Scenes I Go Back To: Police Story

Jackie Chan wants you to know that only he, and no mere mortal, can pull something like that off.

Jackie Chan’s latest movie, Rush Hour 3, recently opened. I haven’t seen it (though I probably will at some point — I’m a sucker like that), but I assume it’s just more of the same. Whatever the case, though, I hope that it’ll convince some of the youngsters out there to go back and check out some of the man’s older films, and you could do far worse than Police Story.

Simply put, if it weren’t for Police Story, there’d be no Rush Hour 3, no Shanghai Noon, nothing. Heck, I’d venture to say that most of modern action cinema would be sorely impoverished if not for Jackie Chan’s output in the early/mid ’80s.

After spending many of his early years as a pretender to the recently deceased Bruce Lee’s throne, and a somewhat disasterous first foray into Hollywood, Chan returned to Hong Kong. It was then that he discovered his winning formula, the action comedy. Blending whiplash-inducing martial arts with a broad, slapstick style of humor inspired by the Three Stooges and Harold Lloyd, Chan produced a number of very successful films, including Winners and Sinners, Project A, and Wheels on Meals. However, his crowning achievement was 1985’s Police Story.

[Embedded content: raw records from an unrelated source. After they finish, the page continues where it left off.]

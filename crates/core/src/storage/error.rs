//! Error types for the storage module.

use std::path::PathBuf;
use thiserror::Error;

/// Errors returned by an object store.
#[derive(Debug, Error)]
pub enum StorageError {
    /// The requested key does not exist.
    #[error("Object not found: {key}")]
    NotFound { key: String },

    /// The key cannot be mapped onto the backend.
    #[error("Invalid object key '{key}': {reason}")]
    InvalidKey { key: String, reason: String },

    /// Filesystem operation failed.
    #[error("I/O error on {path}")]
    Io {
        path: PathBuf,
        #[source]
        source: std::io::Error,
    },

    /// Object body could not be (de)serialized.
    #[error("Serialization error for {key}: {message}")]
    Serialization { key: String, message: String },
}

impl StorageError {
    pub fn not_found(key: impl Into<String>) -> Self {
        Self::NotFound { key: key.into() }
    }

    pub fn invalid_key(key: impl Into<String>, reason: impl Into<String>) -> Self {
        Self::InvalidKey {
            key: key.into(),
            reason: reason.into(),
        }
    }

    pub fn io(path: impl Into<PathBuf>, source: std::io::Error) -> Self {
        Self::Io {
            path: path.into(),
            source,
        }
    }

    /// Whether the operation may succeed if repeated.
    pub fn is_retryable(&self) -> bool {
        matches!(self, Self::Io { .. })
    }
}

Police Story has everything one now associates with a Jackie Chan film: Chan plays a bumbling, goofy police officer who, in a split second, suddenly turns into a bone-crushing machine; there’s lots of very broad, and sometimes slightly offensive comedy; everyday household objects (chairs, ladders, cooking utensils) become lethal weapons of death; and Chan and his crew perform stunts that would kill a normal, average human being like you or I twelve times over.

The movie’s climax takes place in a crowded shopping mall as Chan’s character, who has recently been disgraced and charged with a murder he didn’t commit, attempts to track down a notorious crimeboss and the evidence that will clear his name. Brigitte Lin and Maggie Cheung make appearances as two damsels in distress, but the focus is clearly on Chan and the amount of damage he deals out — and takes.

After about two minutes, the film just jumps into a parallel universe of absurdity. (Just what, exactly, is that motorcycle doing there?) And yet, Chan doesn’t let you off the hook so easily. He wants you to know how much it hurt to make the film, to know that these stunts are not just something you brush off. He wants you to know that these are real people doing really dangerous things.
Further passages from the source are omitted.